Благо, я являлся обладателем уникального, единственного в своем роде, внутричерепного говорящего навигатора по Санкт-Петербургу. Герочка не дал помереть с голоду, подсказав, что неподалеку от Училища Правоведения, на Рыночной, есть вполне себе приличный подвальчик, в котором, кроме спиртного, подают еще и замечательные кушанья из куриц. Так прямо расхваливал покрытые золотистой корочкой жирные тушки с гречишным гарниром, что я чуть слюной не захлебнулся.
Заведение нашлось на том самом месте, где и было во времена моего… то есть — Герочки, ученичества. И хотя курицу они больше не готовили — толи поставщик сменился, толи повар — но и щи, и котлеты оказались отменными. А вместо компота, хорошо пошла ледяная водка. Немного. Грамм примерно сто, да под хрустящую квашенную капустку, и пьяным меня не сделали, и необходимое расслабление сжавшейся от страха душе подарили.

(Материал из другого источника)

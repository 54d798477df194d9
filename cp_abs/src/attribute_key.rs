//! A user's signing key for a set of attributes. With a single random `r` per key,
//! `sk = r * msk * sum(x_i)` and the public part holds `r * x_i * g` for each attribute `i`. The
//! verifier combines the public part through a policy key tree to get `r * msk * g` and scales it by
//! `sum(x_i)` to get `sk * g`.

use crate::{
    attribute::AttributeUniverse,
    curves::AbsGroup,
    error::ABSError,
    setup::{non_degenerate_nonce, SystemParams},
};
use abs_crypto_utils::serde_utils::{SignedBigInt, SignedMagnitude};
use ark_ec::CurveGroup;
use ark_ff::PrimeField;
use ark_std::{cfg_iter, collections::BTreeMap, rand::RngCore, string::String, vec::Vec};
use serde::{Deserialize, Serialize};
use serde_with::serde_as;
use zeroize::Zeroize;

#[cfg(feature = "parallel")]
use rayon::prelude::*;

#[derive(Clone, Debug, PartialEq, Eq)]
pub struct AttributeKey<G: AbsGroup> {
    pub secret_key: G::ScalarField,
    /// Attribute digest -> `r * x * g`
    pub public_key: BTreeMap<String, G>,
    pub attributes: Vec<String>,
}

impl<G: AbsGroup> Drop for AttributeKey<G> {
    fn drop(&mut self) {
        self.secret_key.zeroize();
    }
}

/// Affine coordinates of a point in a record
#[derive(Clone, Debug, PartialEq, Eq, Serialize, Deserialize)]
pub struct PointRecord {
    pub x: SignedBigInt,
    pub y: SignedBigInt,
}

#[serde_as]
#[derive(Clone, Debug, PartialEq, Eq, Serialize, Deserialize)]
pub struct AttributeKeyRecord<F: PrimeField> {
    #[serde_as(as = "SignedMagnitude")]
    pub secret_key: F,
    pub public_key: BTreeMap<String, PointRecord>,
    pub attributes: Vec<String>,
}

impl<G: AbsGroup> AttributeKey<G> {
    /// Issue a key for the given attributes. Attributes not in the universe are registered, repeated
    /// ones are counted once. Whitespace is dropped from attribute values as it is from policies.
    pub fn extract<R: RngCore, S: AsRef<str>>(
        rng: &mut R,
        params: &SystemParams<G>,
        universe: &AttributeUniverse<G>,
        attributes: &[S],
    ) -> Result<Self, ABSError> {
        if attributes.is_empty() {
            return Err(ABSError::EmptyAttributeSet);
        }
        let mut distinct = Vec::<String>::with_capacity(attributes.len());
        for a in attributes {
            let a = a
                .as_ref()
                .chars()
                .filter(|c| !c.is_whitespace())
                .collect::<String>();
            if a.is_empty() {
                return Err(ABSError::EmptyAttribute);
            }
            if !distinct.contains(&a) {
                distinct.push(a);
            }
        }

        let (r, _) = non_degenerate_nonce::<R, G>(rng);
        let registered = distinct
            .iter()
            .map(|a| universe.register(params, a))
            .collect::<Vec<_>>();

        let x_sum = registered.iter().map(|a| a.secret).sum::<G::ScalarField>();
        let points = cfg_iter!(registered)
            .map(|a| a.public * r)
            .collect::<Vec<_>>();
        let points = G::Group::normalize_batch(&points);
        let public_key = registered
            .iter()
            .zip(points)
            .map(|(a, p)| (a.digest.clone(), p))
            .collect();

        Ok(Self {
            secret_key: r * params.master_secret * x_sum,
            public_key,
            attributes: distinct,
        })
    }

    pub fn to_record(&self) -> Result<AttributeKeyRecord<G::ScalarField>, ABSError> {
        let public_key = self
            .public_key
            .iter()
            .map(|(digest, p)| {
                let (x, y) = p.to_coordinates().ok_or(ABSError::PointAtInfinity)?;
                Ok((digest.clone(), PointRecord { x, y }))
            })
            .collect::<Result<BTreeMap<_, _>, ABSError>>()?;
        Ok(AttributeKeyRecord {
            secret_key: self.secret_key,
            public_key,
            attributes: self.attributes.clone(),
        })
    }

    pub fn from_record(record: &AttributeKeyRecord<G::ScalarField>) -> Result<Self, ABSError> {
        let public_key = record
            .public_key
            .iter()
            .map(|(digest, p)| Ok((digest.clone(), G::from_coordinates(&p.x, &p.y)?)))
            .collect::<Result<BTreeMap<_, _>, ABSError>>()?;
        if public_key.len() != record.attributes.len() {
            return Err(ABSError::InvalidRecord(
                "attribute count differs from public key size".to_string(),
            ));
        }
        Ok(Self {
            secret_key: record.secret_key,
            public_key,
            attributes: record.attributes.clone(),
        })
    }
}

#[cfg(test)]
mod tests {
    use super::*;
    use crate::{attribute::attribute_digest, p224};
    use ark_ff::Field;
    use ark_std::rand::{rngs::StdRng, SeedableRng};

    #[test]
    fn key_structure() {
        fn check<G: AbsGroup>(rng: &mut StdRng) {
            let params = SystemParams::<G>::new(rng);
            let universe = AttributeUniverse::new();
            let key = AttributeKey::extract(rng, &params, &universe, &["a", "b", "c"]).unwrap();
            assert_eq!(key.attributes, vec!["a", "b", "c"]);
            assert_eq!(key.public_key.len(), 3);
            assert_eq!(universe.len(), 3);

            // All public points share the same r: p_i = r * y_i, so r can be recovered from any
            // one of them and must work for all
            let a = universe.lookup("a").unwrap();
            let x_sum = universe
                .secret_sum(key.public_key.keys())
                .unwrap();
            let r = key.secret_key * (params.master_secret * x_sum).inverse().unwrap();
            for (digest, p) in &key.public_key {
                let attribute = universe.lookup_digest(digest).unwrap();
                assert_eq!((attribute.public * r).into_affine(), *p);
            }
            assert_eq!(
                key.public_key[&attribute_digest("a")],
                (a.public * r).into_affine()
            );
            assert!(!(G::generator() * r).into_affine().is_degenerate());

            let record = key.to_record().unwrap();
            let json = serde_json::to_string(&record).unwrap();
            let record_back: AttributeKeyRecord<G::ScalarField> =
                serde_json::from_str(&json).unwrap();
            assert_eq!(AttributeKey::<G>::from_record(&record_back).unwrap(), key);
        }

        let mut rng = StdRng::seed_from_u64(0u64);
        check::<p224::Affine>(&mut rng);
        check::<ark_secp256r1::Affine>(&mut rng);
        check::<ark_secp384r1::Affine>(&mut rng);
    }

    #[test]
    fn repeated_attributes_counted_once() {
        let mut rng = StdRng::seed_from_u64(0u64);
        let params = SystemParams::<ark_secp256r1::Affine>::new(&mut rng);
        let universe = AttributeUniverse::new();
        let key =
            AttributeKey::extract(&mut rng, &params, &universe, &["a", "b", " a", "b"]).unwrap();
        assert_eq!(key.attributes, vec!["a", "b"]);
        assert_eq!(key.public_key.len(), 2);
    }

    #[test]
    fn independent_keys() {
        let mut rng = StdRng::seed_from_u64(0u64);
        let params = SystemParams::<ark_secp256r1::Affine>::new(&mut rng);
        let universe = AttributeUniverse::new();
        let k1 = AttributeKey::extract(&mut rng, &params, &universe, &["a", "b"]).unwrap();
        let k2 = AttributeKey::extract(&mut rng, &params, &universe, &["a", "b"]).unwrap();
        assert_ne!(k1.secret_key, k2.secret_key);
        assert_ne!(k1.public_key, k2.public_key);
        assert_eq!(
            k1.public_key.keys().collect::<Vec<_>>(),
            k2.public_key.keys().collect::<Vec<_>>()
        );
    }

    #[test]
    fn invalid_inputs() {
        let mut rng = StdRng::seed_from_u64(0u64);
        let params = SystemParams::<ark_secp256r1::Affine>::new(&mut rng);
        let universe = AttributeUniverse::new();
        assert!(matches!(
            AttributeKey::<ark_secp256r1::Affine>::extract::<_, &str>(
                &mut rng, &params, &universe, &[]
            ),
            Err(ABSError::EmptyAttributeSet)
        ));
        assert!(matches!(
            AttributeKey::extract(&mut rng, &params, &universe, &["a", " "]),
            Err(ABSError::EmptyAttribute)
        ));
        assert!(universe.is_empty());

        let key = AttributeKey::extract(&mut rng, &params, &universe, &["a", "b"]).unwrap();
        let mut record = key.to_record().unwrap();
        let p = record.public_key.values_mut().next().unwrap();
        core::mem::swap(&mut p.x, &mut p.y);
        assert!(AttributeKey::<ark_secp256r1::Affine>::from_record(&record).is_err());

        let mut record = key.to_record().unwrap();
        record.attributes.push("c".to_string());
        assert!(AttributeKey::<ark_secp256r1::Affine>::from_record(&record).is_err());
    }
}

К полосатой будке караула на подъезде к дворцу я подъехал без десяти четыре. Думал — успею. Думал — это на Высочайшую аудиенцию, не имея придворного чина нужно за пару часов являться, а здесь-то, поди, проще. Нефига подобного! Два — не два, но минут сорок меня точно мурыжили. Сначала пришлось ждать офицера Особого сводного ЕИВ полка. Потом тот, вспомнив, что список приглашенных на нынешний день остался в караульном помещении, ушел. Неспешно так, с ленцой. Будто бы — давая мне время одуматься и сбежать. И очень удивился, обнаружив меня на том же месте. Тем более что действительного статского советника Лерхе в списках не значилось.